Produce as output only the lines below starting at the line with "pub mod api;" and continuing through the line with "y devuelve el cuerpo como texto.", each one exactly as written.

Stored items
---+---
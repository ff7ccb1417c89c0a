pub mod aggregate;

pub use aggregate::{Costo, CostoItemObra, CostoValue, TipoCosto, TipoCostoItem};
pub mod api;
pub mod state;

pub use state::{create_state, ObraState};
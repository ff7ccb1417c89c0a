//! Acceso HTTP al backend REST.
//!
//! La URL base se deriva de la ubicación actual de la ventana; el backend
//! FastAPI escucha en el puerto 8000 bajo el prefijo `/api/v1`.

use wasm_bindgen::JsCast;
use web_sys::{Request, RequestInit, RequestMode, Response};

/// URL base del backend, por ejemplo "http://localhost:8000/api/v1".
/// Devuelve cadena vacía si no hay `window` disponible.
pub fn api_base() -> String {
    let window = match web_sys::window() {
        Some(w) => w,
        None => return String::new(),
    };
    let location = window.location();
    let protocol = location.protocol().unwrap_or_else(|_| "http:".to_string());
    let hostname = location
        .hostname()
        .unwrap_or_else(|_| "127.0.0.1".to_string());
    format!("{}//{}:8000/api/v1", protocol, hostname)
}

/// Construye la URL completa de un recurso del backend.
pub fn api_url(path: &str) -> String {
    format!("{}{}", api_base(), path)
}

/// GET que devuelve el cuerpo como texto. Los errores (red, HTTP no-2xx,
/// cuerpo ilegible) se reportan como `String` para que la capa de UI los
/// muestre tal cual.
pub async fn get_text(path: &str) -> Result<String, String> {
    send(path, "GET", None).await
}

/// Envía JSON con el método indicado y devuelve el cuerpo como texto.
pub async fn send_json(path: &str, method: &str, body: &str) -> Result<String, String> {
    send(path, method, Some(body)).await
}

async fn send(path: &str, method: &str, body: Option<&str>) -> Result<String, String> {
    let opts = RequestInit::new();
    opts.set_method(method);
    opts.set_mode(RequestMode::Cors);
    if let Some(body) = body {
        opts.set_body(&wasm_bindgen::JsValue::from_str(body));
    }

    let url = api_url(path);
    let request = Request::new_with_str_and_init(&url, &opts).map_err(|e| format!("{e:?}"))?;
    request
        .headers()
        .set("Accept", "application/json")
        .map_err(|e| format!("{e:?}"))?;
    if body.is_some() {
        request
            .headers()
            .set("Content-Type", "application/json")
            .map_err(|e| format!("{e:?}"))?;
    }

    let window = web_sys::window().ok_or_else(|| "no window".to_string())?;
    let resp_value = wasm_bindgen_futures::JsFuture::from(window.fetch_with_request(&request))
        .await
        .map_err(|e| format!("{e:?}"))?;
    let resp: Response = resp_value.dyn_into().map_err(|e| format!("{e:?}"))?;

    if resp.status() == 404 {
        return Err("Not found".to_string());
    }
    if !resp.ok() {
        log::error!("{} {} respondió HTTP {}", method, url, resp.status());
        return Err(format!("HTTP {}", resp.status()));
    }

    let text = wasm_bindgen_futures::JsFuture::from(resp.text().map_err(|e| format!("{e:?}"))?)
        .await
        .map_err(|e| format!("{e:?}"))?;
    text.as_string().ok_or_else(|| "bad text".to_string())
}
---+---
### Response to the exercise
pub mod api;
pub mod state;

pub use state::{create_state, ObraState};
repository ff7ccb1417c89c0a
//! Acceso HTTP al backend REST.
//!
//! La URL base se deriva de la ubicación actual de la ventana; el backend
//! FastAPI escucha en el puerto 8000 bajo el prefijo `/api/v1`.

use wasm_bindgen::JsCast;
use web_sys::{Request, RequestInit, RequestMode, Response};

/// URL base del backend, por ejemplo "http://localhost:8000/api/v1".
/// Devuelve cadena vacía si no hay `window` disponible.
pub fn api_base() -> String {
    let window = match web_sys::window() {
        Some(w) => w,
        None => return String::new(),
    };
    let location = window.location();
    let protocol = location.protocol().unwrap_or_else(|_| "http:".to_string());
    let hostname = location
        .hostname()
        .unwrap_or_else(|_| "127.0.0.1".to_string());
    format!("{}//{}:8000/api/v1", protocol, hostname)
}

/// Construye la URL completa de un recurso del backend.
pub fn api_url(path: &str) -> String {
    format!("{}{}", api_base(), path)
}

/// GET que devuelve el cuerpo como texto. Los errores (red, HTTP no-2xx,
/// cuerpo ilegible) se reportan como `String` para que la capa de UI los
/// muestre tal cual.
pub async fn get_text(path: &str) -> Result<String, String> {
    send(path, "GET", None).await
}

/// Envía JSON con el método indicado y devuelve el cuerpo como texto.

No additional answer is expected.